WASHINGTON -- As Army Chief of Staff Gen. Mark A. Milley spoke to veterans at the 75th anniversary of the D-Day invasion, he asked what lessons they had learned from hitting the beach in that deadly campaign.

"Never let it happen again," a 96-year-old veteran who earned two Silver Stars told the general.

Milley called it the "single most violent conflict in human history" when over 150,000 allied troops stormed the heavily fortified coast of France's Normandy region on June 6, 1944.

By the time the campaign ended in early August, nearly 37,000 ground troops had been killed.

On Wednesday, while at a cake-cutting ceremony at the U.S. Capitol to officially kick off events for the Army's 244th birthday, Milley said that sacrifice should not be forgotten.

"I think that's the lesson of great power competition, great power war," he said. "Let us never forget that 75 years ago the world was amass in violence. And the way to keep that peace is to maintain an incredibly strong military for the United States."


On June 14, 1775, the Second Continental Congress formed the Continental Army under the command of George Washington to unify the 13 colonies in their fight against British forces.

When the Revolutionary War ended, the Congress of the Confederation created the U.S. Army to replace the disbanded Continental Army on June 3, 1784.

"We were born as the result of the United States Congress," Milley said. "The United States Army could not be the most powerful army in the world … without all the great support that we get from the Senate and the House."

Throughout the years, Soldiers have played an integral part in the nation's wars as well as defending the homeland and conducting humanitarian assistance across the country and around the world.

Today, the Army's total force numbers about 1 million and some 180,000 Soldiers are deployed in over 140 countries at any given time.


"Your United States Army has to be ready today for that future fight," said Army Secretary Mark T. Esper during the ceremony.

Esper also mentioned the Army should learn from the Greatest Generation, which fought and defeated Nazi Germany, imperial Japan and fascist Italy.

The Army is now in the middle of a renaissance, he said, as it changes the way it mans, trains and equips the force in order to stay ahead of near-peer threats.

"We will be ready and we are ready," he said. "That's our commitment to you, the American people. That's our commitment to Congress and that is our commitment to the country."


A Twilight Tattoo to honor the Army's birthday also took place Wednesday at Summerall Field at Joint Base Myer-Henderson Hall, Virginia.

On Thursday, senior leaders plan to host another cake-cutting ceremony at the Pentagon.

On Friday morning -- the actual day of the Army's birthday -- Esper and Sgt. Maj. of the Army Daniel Dailey are slated to lead an Army staff birthday run with Soldiers and members of Congress through Arlington National Cemetery.

Senior leaders will then lay a wreath at the Tomb of the Unknowns later that day at the cemetery.

The Army Birthday Ball, which about 1,600 personnel are expected to attend, will take place at the Washington Hilton on Saturday.

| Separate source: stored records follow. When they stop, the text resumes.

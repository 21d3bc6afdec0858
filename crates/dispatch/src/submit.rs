//! Submission execution: lock, resolve the checker, trigger the merge.
//!
//! Every step is best effort. Failures are logged as warnings and recorded
//! in the returned [`SubmitOutcome`]; nothing is posted back to the review
//! service and the executor itself never fails.

use std::sync::Arc;
use std::time::Duration;

use checks::{
    CheckerUuid, IdentityCodec, PendingSubmitItem, PipelineTrigger, ReviewError, ReviewService,
    TriggerError, TriggerIntent, TriggerRequest,
};
use tracing::{info, instrument, warn};

use crate::config::bounded;
use crate::registry::find_for_repository;

/// Returns `true` if `item` should be handed to the submission worker.
///
/// The change must be mergeable and submittable, and must not already carry
/// a lock marker.
pub fn is_eligible(item: &PendingSubmitItem) -> bool {
    item.mergeable && item.submittable && !item.is_lock_marked()
}

/// What happened while executing one submission.
#[derive(Debug, Clone, PartialEq, Eq)]
pub struct SubmitOutcome {
    /// The lock marker was applied.
    pub locked: bool,
    /// The checker resolved for the project, if any.
    pub checker: Option<CheckerUuid>,
    /// The pipeline accepted the merge trigger.
    pub triggered: bool,
}

/// Executes submissions against the review service and the pipeline.
#[derive(Clone)]
pub struct SubmissionExecutor {
    review: Arc<dyn ReviewService>,
    trigger: Arc<dyn PipelineTrigger>,
    codec: IdentityCodec,
    repo_root: String,
    call_timeout: Duration,
}

impl SubmissionExecutor {
    /// `repo_root` is sent as `repoRoot` in every merge trigger.
    pub fn new(
        review: Arc<dyn ReviewService>,
        trigger: Arc<dyn PipelineTrigger>,
        codec: IdentityCodec,
        repo_root: impl Into<String>,
        call_timeout: Duration,
    ) -> Self {
        Self {
            review,
            trigger,
            codec,
            repo_root: repo_root.into(),
            call_timeout,
        }
    }

    /// Locks the change, resolves its checker and triggers the merge.
    ///
    /// Never fails: lock and trigger errors are logged and reflected in the
    /// returned [`SubmitOutcome`].
    #[instrument(
        skip_all,
        fields(
            project = %item.project,
            change = %item.change_number,
            patchset = %item.revision_number,
        )
    )]
    pub async fn execute(&self, item: &PendingSubmitItem) -> SubmitOutcome {
        info!("submitting");

        let locked = match bounded(self.call_timeout, self.review.post_lock(item), |after| {
            ReviewError::Timeout {
                operation: "post_lock",
                after,
            }
        })
        .await
        {
            Ok(()) => true,
            Err(err) => {
                warn!(error = %err, "failed to lock change for merge");
                false
            }
        };

        let checker = self.resolve_checker(item).await;

        let request = TriggerRequest {
            repo_root: self.repo_root.clone(),
            project: item.project.clone(),
            change_number: item.change_number,
            patch_set: item.revision_number,
            checker_uuid: checker.clone(),
        };
        let triggered = match bounded(
            self.call_timeout,
            self.trigger.trigger(TriggerIntent::Merge, &request),
            |after| TriggerError::Timeout { after },
        )
        .await
        {
            Ok(ack) => {
                info!(messages = ?ack.messages, "merge pipeline triggered");
                true
            }
            Err(err) => {
                warn!(error = %err, "failed to trigger merge pipeline");
                false
            }
        };

        SubmitOutcome {
            locked,
            checker,
            triggered,
        }
    }

    async fn resolve_checker(&self, item: &PendingSubmitItem) -> Option<CheckerUuid> {
        let listed = bounded(self.call_timeout, self.review.list_checkers(), |after| {
            ReviewError::Timeout {
                operation: "list_checkers",
                after,
            }
        })
        .await;

        match listed {
            Ok(checkers) => {
                let found = find_for_repository(&checkers, &self.codec, &item.project);
                if found.is_none() {
                    warn!("no checker registered for project");
                }
                found
            }
            Err(err) => {
                warn!(error = %err, "failed to list checkers");
                None
            }
        }
    }
}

The Washington Nationals baseball team will host an Army Day at Nationals Park on June 18. Esper plans to throw out the first pitch and the game ball will be delivered by Milley.

There will also be a third-inning salute with senior leaders and the Army Chorus. The team's mascot presidents will even conduct their routine race in Army uniforms.

Army installations and communities are also holding their own local events during the Army's birthday week.